** Opening Materials provided block **

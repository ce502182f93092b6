//! Raster buffer - a fixed-size grid of RGBA samples.

use image::{ImageBuffer, RgbaImage};
use serde::{Deserialize, Serialize};

use crate::error::{EditError, Result};

use super::Colour;

/// A width x height grid of 8-bit RGBA samples, stored row-major.
///
/// Buffers never grow or shrink after creation. Reads and writes outside
/// the grid panic; tools check bounds with [`RasterBuffer::contains`] first.
#[derive(Debug, Clone, PartialEq, Eq, Hash, Serialize, Deserialize)]
pub struct RasterBuffer {
    width: u32,
    height: u32,
    data: Vec<u8>,
}

impl RasterBuffer {
    /// Create a fully transparent buffer.
    ///
    /// # Panics
    ///
    /// If the byte length does not fit in `usize`. Use [`RasterBuffer::try_new`]
    /// for sizes that come from outside the program.
    pub fn new(width: u32, height: u32) -> Self {
        match Self::try_new(width, height) {
            Ok(buffer) => buffer,
            Err(err) => panic!("{}", err),
        }
    }

    /// Create a fully transparent buffer, rejecting sizes whose byte length overflows.
    pub fn try_new(width: u32, height: u32) -> Result<Self> {
        let len = Self::byte_len(width, height).ok_or_else(|| too_large(width, height))?;
        Ok(Self {
            width,
            height,
            data: vec![0; len],
        })
    }

    /// Bytes needed for a `width` x `height` RGBA buffer, or `None` on overflow.
    pub fn byte_len(width: u32, height: u32) -> Option<usize> {
        (width as usize).checked_mul(height as usize)?.checked_mul(4)
    }

    /// Wrap existing RGBA bytes. The length must be `width * height * 4`.
    pub fn from_rgba(width: u32, height: u32, data: Vec<u8>) -> Result<Self> {
        let expected = Self::byte_len(width, height).ok_or_else(|| too_large(width, height))?;
        if data.len() != expected {
            return Err(EditError::Parse {
                message: format!(
                    "pixel data for a {}x{} buffer must hold {} bytes, got {}",
                    width,
                    height,
                    expected,
                    data.len()
                ),
                help: None,
            });
        }
        Ok(Self {
            width,
            height,
            data,
        })
    }

    /// Get the width in samples.
    pub fn width(&self) -> u32 {
        self.width
    }

    /// Get the height in samples.
    pub fn height(&self) -> u32 {
        self.height
    }

    /// Get the dimensions as (width, height).
    pub fn size(&self) -> (u32, u32) {
        (self.width, self.height)
    }

    /// Check whether a signed coordinate lies inside the grid.
    pub fn contains(&self, x: i64, y: i64) -> bool {
        x >= 0 && y >= 0 && x < self.width as i64 && y < self.height as i64
    }

    fn offset(&self, x: u32, y: u32) -> usize {
        assert!(
            x < self.width && y < self.height,
            "pixel ({x}, {y}) outside {}x{} buffer",
            self.width,
            self.height
        );
        (y as usize * self.width as usize + x as usize) * 4
    }

    /// Read a sample.
    pub fn get_pixel(&self, x: u32, y: u32) -> Colour {
        let i = self.offset(x, y);
        Colour::new(self.data[i], self.data[i + 1], self.data[i + 2], self.data[i + 3])
    }

    /// Read a sample, or `None` outside the grid.
    pub fn get(&self, x: u32, y: u32) -> Option<Colour> {
        (x < self.width && y < self.height).then(|| self.get_pixel(x, y))
    }

    /// Write a sample.
    pub fn set_pixel(&mut self, x: u32, y: u32, colour: Colour) {
        let i = self.offset(x, y);
        self.data[i..i + 4].copy_from_slice(&colour.to_rgba());
    }

    /// Make a sample fully transparent.
    pub fn clear_pixel(&mut self, x: u32, y: u32) {
        self.set_pixel(x, y, Colour::TRANSPARENT);
    }

    /// Make every sample fully transparent.
    pub fn clear(&mut self) {
        self.data.fill(0);
    }

    /// Raw RGBA bytes, row-major.
    pub fn as_raw(&self) -> &[u8] {
        &self.data
    }

    /// Check if every sample has zero alpha.
    pub fn is_transparent(&self) -> bool {
        self.data.chunks_exact(4).all(|px| px[3] == 0)
    }

    /// Iterate over all samples with their positions.
    pub fn pixels(&self) -> impl Iterator<Item = (u32, u32, Colour)> + '_ {
        let width = self.width;
        self.data.chunks_exact(4).enumerate().map(move |(i, px)| {
            let i = i as u32;
            (i % width, i / width, Colour::new(px[0], px[1], px[2], px[3]))
        })
    }

    /// Copy into an `image` RGBA image.
    pub fn to_image(&self) -> RgbaImage {
        ImageBuffer::from_raw(self.width, self.height, self.data.clone())
            .unwrap_or_else(|| ImageBuffer::new(self.width, self.height))
    }

    /// Copy out of an `image` RGBA image.
    pub fn from_image(image: &RgbaImage) -> Self {
        Self {
            width: image.width(),
            height: image.height(),
            data: image.as_raw().clone(),
        }
    }
}

fn too_large(width: u32, height: u32) -> EditError {
    EditError::Parse {
        message: format!("a {}x{} buffer is too large to address", width, height),
        help: None,
    }
}

#[cfg(test)]
mod tests {
    use super::*;

    #[test]
    fn test_new_is_transparent() {
        let buffer = RasterBuffer::new(3, 2);
        assert_eq!(buffer.size(), (3, 2));
        assert_eq!(buffer.as_raw().len(), 24);
        assert!(buffer.is_transparent());
    }

    #[test]
    fn test_set_get_clear() {
        let mut buffer = RasterBuffer::new(4, 4);
        buffer.set_pixel(2, 1, Colour::rgb(10, 20, 30));
        assert_eq!(buffer.get_pixel(2, 1), Colour::rgb(10, 20, 30));
        assert_eq!(buffer.get_pixel(1, 2), Colour::TRANSPARENT);

        buffer.clear_pixel(2, 1);
        assert_eq!(buffer.get_pixel(2, 1).a, 0);
        assert!(buffer.is_transparent());
    }

    #[test]
    fn test_get_out_of_bounds() {
        let buffer = RasterBuffer::new(2, 2);
        assert_eq!(buffer.get(2, 0), None);
        assert_eq!(buffer.get(1, 1), Some(Colour::TRANSPARENT));
        assert!(!buffer.contains(-1, 0));
        assert!(!buffer.contains(0, 2));
        assert!(buffer.contains(1, 1));
    }

    #[test]
    #[should_panic]
    fn test_get_pixel_out_of_bounds_panics() {
        RasterBuffer::new(2, 2).get_pixel(5, 0);
    }

    #[test]
    fn test_clone_is_deep() {
        let mut original = RasterBuffer::new(2, 2);
        let copy = original.clone();
        original.set_pixel(0, 0, Colour::WHITE);
        assert!(copy.is_transparent());
    }

    #[test]
    fn test_from_rgba_checks_length() {
        assert!(RasterBuffer::from_rgba(1, 1, vec![1, 2, 3, 4]).is_ok());
        assert!(RasterBuffer::from_rgba(2, 1, vec![1, 2, 3, 4]).is_err());
    }

    #[test]
    fn test_oversized_buffers_are_rejected() {
        assert_eq!(RasterBuffer::byte_len(3, 2), Some(24));
        assert_eq!(RasterBuffer::byte_len(u32::MAX, u32::MAX), None);
        assert!(RasterBuffer::try_new(u32::MAX, u32::MAX).is_err());
        assert!(RasterBuffer::from_rgba(u32::MAX, u32::MAX, vec![0; 4]).is_err());
    }

    #[test]
    fn test_pixels_iterates_row_major() {
        let mut buffer = RasterBuffer::new(2, 2);
        buffer.set_pixel(1, 0, Colour::WHITE);
        let cells: Vec<_> = buffer.pixels().map(|(x, y, _)| (x, y)).collect();
        assert_eq!(cells, vec![(0, 0), (1, 0), (0, 1), (1, 1)]);
        assert_eq!(buffer.pixels().nth(1).map(|p| p.2), Some(Colour::WHITE));
    }

    #[test]
    fn test_image_round_trip() {
        let mut buffer = RasterBuffer::new(2, 1);
        buffer.set_pixel(0, 0, Colour::new(1, 2, 3, 4));
        let image = buffer.to_image();
        assert_eq!(image.get_pixel(0, 0).0, [1, 2, 3, 4]);
        assert_eq!(RasterBuffer::from_image(&image), buffer);
    }
}
//! Pencil and eraser.

use crate::types::{Colour, RasterBuffer};

use super::{cell_in_grid, paint_cell, Cell};

/// Set one cell to the colour at full alpha. Returns false outside the grid.
pub fn pencil(buffer: &mut RasterBuffer, cell: Cell, colour: Colour, pixel_size: u32) -> bool {
    let Some((x, y)) = cell_in_grid(buffer, cell, pixel_size) else {
        return false;
    };
    paint_cell(buffer, x, y, colour.with_alpha(255), pixel_size);
    true
}

/// Clear one cell to transparent. Returns false outside the grid.
pub fn erase(buffer: &mut RasterBuffer, cell: Cell, pixel_size: u32) -> bool {
    let Some((x, y)) = cell_in_grid(buffer, cell, pixel_size) else {
        return false;
    };
    paint_cell(buffer, x, y, Colour::TRANSPARENT, pixel_size);
    true
}

#[cfg(test)]
mod tests {
    use super::*;

    #[test]
    fn test_pencil_sets_single_pixel() {
        let mut buffer = RasterBuffer::new(4, 4);
        let red = crate::types::hex_to_rgb("#FF0000");

        assert!(pencil(&mut buffer, Cell::new(1, 1), red, 1));

        for (x, y, colour) in buffer.pixels() {
            if (x, y) == (1, 1) {
                assert_eq!(colour.to_rgba(), [255, 0, 0, 255]);
            } else {
                assert_eq!(colour, Colour::TRANSPARENT);
            }
        }
    }

    #[test]
    fn test_pencil_forces_full_alpha() {
        let mut buffer = RasterBuffer::new(1, 1);
        pencil(&mut buffer, Cell::new(0, 0), Colour::new(10, 20, 30, 40), 1);
        assert_eq!(buffer.get_pixel(0, 0), Colour::rgb(10, 20, 30));
    }

    #[test]
    fn test_pencil_out_of_bounds_is_ignored() {
        let mut buffer = RasterBuffer::new(2, 2);
        assert!(!pencil(&mut buffer, Cell::new(-1, 0), Colour::WHITE, 1));
        assert!(!pencil(&mut buffer, Cell::new(0, 2), Colour::WHITE, 1));
        assert!(buffer.is_transparent());
    }

    #[test]
    fn test_pencil_with_pixel_size_paints_block() {
        let mut buffer = RasterBuffer::new(4, 4);
        pencil(&mut buffer, Cell::new(1, 0), Colour::WHITE, 2);

        let painted: Vec<_> = buffer
            .pixels()
            .filter(|(_, _, c)| *c == Colour::WHITE)
            .map(|(x, y, _)| (x, y))
            .collect();
        assert_eq!(painted, vec![(2, 0), (3, 0), (2, 1), (3, 1)]);
    }

    #[test]
    fn test_erase_clears_alpha() {
        let mut buffer = RasterBuffer::new(2, 2);
        pencil(&mut buffer, Cell::new(0, 1), Colour::WHITE, 1);
        assert!(erase(&mut buffer, Cell::new(0, 1), 1));
        assert_eq!(buffer.get_pixel(0, 1).a, 0);
        assert!(!erase(&mut buffer, Cell::new(2, 2), 1));
    }
}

** Closing Materials provided block **

- [What is being asked] The required answer is the run of lines above, starting at the line with "self.data.chunks_exact(4).enumerate().map(move |(i, px)|" and ending at the line with "let buffer = RasterBuffer::new(2, 2);", reproduced exactly with both ends.

- [Completed task]
        self.data.chunks_exact(4).enumerate().map(move |(i, px)| {
            let i = i as u32;
            (i % width, i / width, Colour::new(px[0], px[1], px[2], px[3]))
        })
    }

    /// Copy into an `image` RGBA image.
    pub fn to_image(&self) -> RgbaImage {
        ImageBuffer::from_raw(self.width, self.height, self.data.clone())
            .unwrap_or_else(|| ImageBuffer::new(self.width, self.height))
    }

    /// Copy out of an `image` RGBA image.
    pub fn from_image(image: &RgbaImage) -> Self {
        Self {
            width: image.width(),
            height: image.height(),
            data: image.as_raw().clone(),
        }
    }
}

fn too_large(width: u32, height: u32) -> EditError {
    EditError::Parse {
        message: format!("a {}x{} buffer is too large to address", width, height),
        help: None,
    }
}

#[cfg(test)]
mod tests {
    use super::*;

    #[test]
    fn test_new_is_transparent() {
        let buffer = RasterBuffer::new(3, 2);
        assert_eq!(buffer.size(), (3, 2));
        assert_eq!(buffer.as_raw().len(), 24);
        assert!(buffer.is_transparent());
    }

    #[test]
    fn test_set_get_clear() {
        let mut buffer = RasterBuffer::new(4, 4);
        buffer.set_pixel(2, 1, Colour::rgb(10, 20, 30));
        assert_eq!(buffer.get_pixel(2, 1), Colour::rgb(10, 20, 30));
        assert_eq!(buffer.get_pixel(1, 2), Colour::TRANSPARENT);

        buffer.clear_pixel(2, 1);
        assert_eq!(buffer.get_pixel(2, 1).a, 0);
        assert!(buffer.is_transparent());
    }

    #[test]
    fn test_get_out_of_bounds() {
        let buffer = RasterBuffer::new(2, 2);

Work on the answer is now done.